Dmitry grunted and nodded.

“He’ll be at it half a year,” he said.

“Well, perhaps it will be less, he is a hard worker,” said the girl.

“Well, here’s some on account, and he’d better arrive early,” said Dmitry, giving her paper money. It disappeared into her bosom. The sergeant moved on, disgusted.

“Them!” said the girl. “Always nosy about things that are none of their business. But he seems to be after prowlers.”

“He’ll have a job,” said Dmitry. “One of them fell in the old well.”

That would go around, and give the army something to do.

 

They walked to the railway platform, and sat down, not hurrying or making a display of themselves. They occasioned very little interest, and when the train pulled into the station, they got on, Sophie apologising for her cumbersome ‘fishing rods.’

They had paid for their tickets, and might show them to the inspector, and kept themselves to themselves at the longer wait at the big station in the capital.

“I thought we might go right on into Svardovia,” said Dmitry, in a low voice. “I considered having Sebastian pull the communications cord once we had got through the cutting, but that would bring too much attention, we could not just leave the train.”

“It’s not as if there was Victorina to worry about, after all,” said Sophie.

Their plans were to be somewhat disrupted.

After the capital, there was another halt before the border crossing, through the mountains, but the train waited, and continued to wait.

And then there were soldiers pouring onto the train.

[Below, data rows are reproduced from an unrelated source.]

use std::collections::HashMap;

use ndarray::ArrayView2;

use crate::dense::squared_distance;
use crate::SymNmfError;

/// Mean silhouette coefficient of a hard clustering, using Euclidean distance.
///
/// Points alone in their cluster score 0. Needs between 2 and `n - 1` distinct labels.
pub fn silhouette_score(points: ArrayView2<f64>, labels: &[usize]) -> anyhow::Result<f64> {
    let n = points.nrows();
    if labels.len() != n {
        return Err(SymNmfError::DimensionMismatch {
            op: "silhouette_score",
            left: points.dim(),
            right: (labels.len(), 1),
        }
        .into());
    }

    let mut cluster_index: HashMap<usize, usize> = HashMap::new();
    for &label in labels {
        let next = cluster_index.len();
        cluster_index.entry(label).or_insert(next);
    }
    let n_clusters = cluster_index.len();
    if n_clusters < 2 || n_clusters + 1 > n {
        return Err(SymNmfError::InvalidArgument(format!(
            "silhouette needs 2..={} distinct labels, got {}",
            n.saturating_sub(1),
            n_clusters
        ))
        .into());
    }

    let assigned: Vec<usize> = labels.iter().map(|l| cluster_index[l]).collect();
    let mut sizes = vec![0usize; n_clusters];
    for &c in &assigned {
        sizes[c] += 1;
    }

    let mut total = 0.0;
    let mut dist_sums = vec![0.0f64; n_clusters];
    for i in 0..n {
        let own = assigned[i];
        if sizes[own] == 1 {
            continue;
        }

        dist_sums.fill(0.0);
        for j in 0..n {
            if i != j {
                dist_sums[assigned[j]] += squared_distance(points.row(i), points.row(j))?.sqrt();
            }
        }

        let a = dist_sums[own] / (sizes[own] - 1) as f64;
        let b = (0..n_clusters)
            .filter(|&c| c != own)
            .map(|c| dist_sums[c] / sizes[c] as f64)
            .fold(f64::INFINITY, f64::min);

        let scale = a.max(b);
        if scale > 0.0 {
            total += (b - a) / scale;
        }
    }

    Ok(total / n as f64)
}
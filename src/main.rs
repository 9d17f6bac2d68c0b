use std::path::PathBuf;
use std::process::ExitCode;

use clap::error::ErrorKind;
use clap::Parser;
use log::error;
use symnmf::io::{load_points, write_matrix};
use symnmf::nmf::{EPSILON, MAX_ITER};
use symnmf::pipeline::DEFAULT_SEED;
use symnmf::{Goal, Pipeline, SymNmfBuilder};

const FAILURE_MESSAGE: &str = "An Error Has Occurred";

#[derive(Parser)]
#[command(
    name = "symnmf",
    version,
    about = "Graph-based symmetric NMF: similarity, degree and normalized matrices, or the cluster factor H"
)]
struct Cli {
    /// What to compute: symnmf, sym, ddg or norm
    goal: Goal,
    /// Comma-separated input points, one per line
    file: PathBuf,
    /// Number of clusters (required for symnmf)
    #[arg(short, long)]
    k: Option<usize>,
    /// Iteration cap for the H optimizer
    #[arg(long, default_value_t = MAX_ITER)]
    max_iter: usize,
    /// Convergence threshold on the squared change of H
    #[arg(long, default_value_t = EPSILON)]
    epsilon: f64,
    /// Seed for the random initial H
    #[arg(long, default_value_t = DEFAULT_SEED)]
    seed: u64,
}

fn run(cli: Cli) -> anyhow::Result<()> {
    let points = load_points(&cli.file)?;

    let nmf = SymNmfBuilder::new()
        .max_iter(cli.max_iter)
        .epsilon(cli.epsilon)
        .build();
    let mut pipeline = Pipeline::new(nmf).seed(cli.seed);
    if let Some(k) = cli.k {
        pipeline = pipeline.k(k);
    }

    let result = pipeline.evaluate(cli.goal, points.view())?;

    let stdout = std::io::stdout();
    let mut out = stdout.lock();
    write_matrix(&mut out, result.view())?;
    Ok(())
}

fn main() -> ExitCode {
    env_logger::Builder::from_env(env_logger::Env::default().default_filter_or("warn")).init();

    let cli = match Cli::try_parse() {
        Ok(cli) => cli,
        Err(e) if matches!(e.kind(), ErrorKind::DisplayHelp | ErrorKind::DisplayVersion) => e.exit(),
        Err(e) => {
            error!("{}", e);
            println!("{}", FAILURE_MESSAGE);
            return ExitCode::FAILURE;
        }
    };

    match run(cli) {
        Ok(()) => ExitCode::SUCCESS,
        Err(e) => {
            error!("{:#}", e);
            println!("{}", FAILURE_MESSAGE);
            ExitCode::FAILURE
        }
    }
}
//! Text input and output around the numeric core: comma-separated point files, row-list
//! marshalling for foreign callers, and the fixed four-decimal matrix printout.

use std::fs::File;
use std::io::{BufRead, BufReader, Write};
use std::path::Path;

use anyhow::Context;
use ndarray::{Array2, ArrayView2};

use crate::dense::allocate;
use crate::SymNmfError;

/// Parse comma-separated rows of reals into an `n x d` matrix.
///
/// Blank lines are skipped. Every row must have the same number of fields as the first one.
pub fn parse_points<R: BufRead>(reader: R) -> anyhow::Result<Array2<f64>> {
    let mut rows: Vec<Vec<f64>> = Vec::new();

    for (line_no, line) in reader.lines().enumerate() {
        let line = line.with_context(|| format!("Failed to read line {}", line_no + 1))?;
        let trimmed = line.trim();
        if trimmed.is_empty() {
            continue;
        }

        let row = trimmed
            .split(',')
            .map(|field| {
                field.trim().parse::<f64>().map_err(|_| {
                    SymNmfError::MalformedInput(format!(
                        "line {}: '{}' is not a number",
                        line_no + 1,
                        field.trim()
                    ))
                })
            })
            .collect::<Result<Vec<f64>, _>>()?;
        rows.push(row);
    }

    if rows.is_empty() {
        return Err(SymNmfError::MalformedInput("no data points".to_string()).into());
    }

    matrix_from_rows(&rows)
}

pub fn load_points<P: AsRef<Path>>(path: P) -> anyhow::Result<Array2<f64>> {
    let path = path.as_ref();
    let file = File::open(path).with_context(|| format!("Failed to open {}", path.display()))?;
    parse_points(BufReader::new(file))
}

/// Copy a list of equal-length rows into a matrix, rejecting ragged input as a whole.
pub fn matrix_from_rows(rows: &[Vec<f64>]) -> anyhow::Result<Array2<f64>> {
    let cols = rows.first().map_or(0, Vec::len);
    if let Some((i, row)) = rows.iter().enumerate().find(|(_, row)| row.len() != cols) {
        return Err(SymNmfError::MalformedInput(format!(
            "row {} has {} values, expected {}",
            i,
            row.len(),
            cols
        ))
        .into());
    }

    let mut matrix = allocate(rows.len(), cols)?;
    for (mut target, source) in matrix.rows_mut().into_iter().zip(rows) {
        for (cell, &value) in target.iter_mut().zip(source) {
            *cell = value;
        }
    }
    Ok(matrix)
}

pub fn matrix_to_rows(matrix: ArrayView2<f64>) -> Vec<Vec<f64>> {
    matrix.rows().into_iter().map(|row| row.to_vec()).collect()
}

/// Write one line per row, four decimals per entry, comma-separated.
pub fn write_matrix<W: Write>(writer: &mut W, matrix: ArrayView2<f64>) -> std::io::Result<()> {
    for row in matrix.rows() {
        let line = row
            .iter()
            .map(|v| format!("{:.4}", v))
            .collect::<Vec<_>>()
            .join(",");
        writeln!(writer, "{}", line)?;
    }
    Ok(())
}

pub fn format_matrix(matrix: ArrayView2<f64>) -> String {
    let mut out = Vec::new();
    // Writing into a Vec cannot fail.
    let _ = write_matrix(&mut out, matrix);
    String::from_utf8_lossy(&out).into_owned()
}

#[cfg(test)]
mod tests {
    use super::*;
    use ndarray::array;
    use std::io::Cursor;

    fn malformed(err: &anyhow::Error) -> bool {
        matches!(
            err.downcast_ref::<SymNmfError>(),
            Some(SymNmfError::MalformedInput(_))
        )
    }

    #[test]
    fn test_parse_points() {
        let input = "0,0\n1.5, -2\n\n3e1,4\n";
        let points = parse_points(Cursor::new(input)).unwrap();
        assert_eq!(points, array![[0.0, 0.0], [1.5, -2.0], [30.0, 4.0]]);
    }

    #[test]
    fn test_parse_points_ragged() {
        let err = parse_points(Cursor::new("1,2\n3\n")).unwrap_err();
        assert!(malformed(&err));
    }

    #[test]
    fn test_parse_points_not_numeric() {
        let err = parse_points(Cursor::new("1,2\n3,abc\n")).unwrap_err();
        assert!(malformed(&err));
        assert!(err.to_string().contains("line 2"));
    }

    #[test]
    fn test_parse_points_empty() {
        let err = parse_points(Cursor::new("\n\n")).unwrap_err();
        assert!(malformed(&err));
    }

    #[test]
    fn test_load_points_missing_file() {
        assert!(load_points("/nonexistent/symnmf/input.txt").is_err());
    }

    #[test]
    fn test_matrix_from_rows() {
        let rows = vec![vec![1.0, 2.0], vec![3.0, 4.0]];
        let m = matrix_from_rows(&rows).unwrap();
        assert_eq!(m, array![[1.0, 2.0], [3.0, 4.0]]);
        assert_eq!(matrix_to_rows(m.view()), rows);

        let empty = matrix_from_rows(&[]).unwrap();
        assert_eq!(empty.dim(), (0, 0));
    }

    #[test]
    fn test_matrix_from_rows_ragged() {
        let rows = vec![vec![1.0, 2.0], vec![3.0, 4.0, 5.0]];
        let err = matrix_from_rows(&rows).unwrap_err();
        assert!(malformed(&err));
    }

    #[test]
    fn test_format_matrix() {
        let m = array![[1.0, 0.123456], [-2.5, 1e-9]];
        assert_eq!(format_matrix(m.view()), "1.0000,0.1235\n-2.5000,0.0000\n");
    }
}
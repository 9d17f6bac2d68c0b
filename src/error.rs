use thiserror::Error;

/// Root causes carried by the `anyhow::Error`s this crate returns.
///
/// Callers that need to tell a resource failure apart from bad input can
/// `downcast_ref::<SymNmfError>()` on the returned error.
#[derive(Debug, Error, Clone, PartialEq, Eq)]
pub enum SymNmfError {
    #[error("failed to allocate a {rows}x{cols} matrix")]
    ResourceExhausted { rows: usize, cols: usize },

    #[error("dimension mismatch in {op}: {left:?} vs {right:?}")]
    DimensionMismatch {
        op: &'static str,
        left: (usize, usize),
        right: (usize, usize),
    },

    #[error("malformed input: {0}")]
    MalformedInput(String),

    #[error("invalid argument: {0}")]
    InvalidArgument(String),
}

impl SymNmfError {
    /// True for failures caused by the host running out of memory rather than by the caller.
    pub fn is_resource_exhausted(&self) -> bool {
        matches!(self, SymNmfError::ResourceExhausted { .. })
    }
}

Sophie stifled a gasp.

“Attention!” cried a soldier in a stentorian voice. “You are to take your hand luggage and leave the train immediately! Do not pause. Anything you leave might be lost, so move down the carriage in a orderly fashion!”

There was nothing to do but obey; and like the other passengers, they milled about on the small platform. The train shunted off onto a siding; and down the line came striding a small army of Gargantua.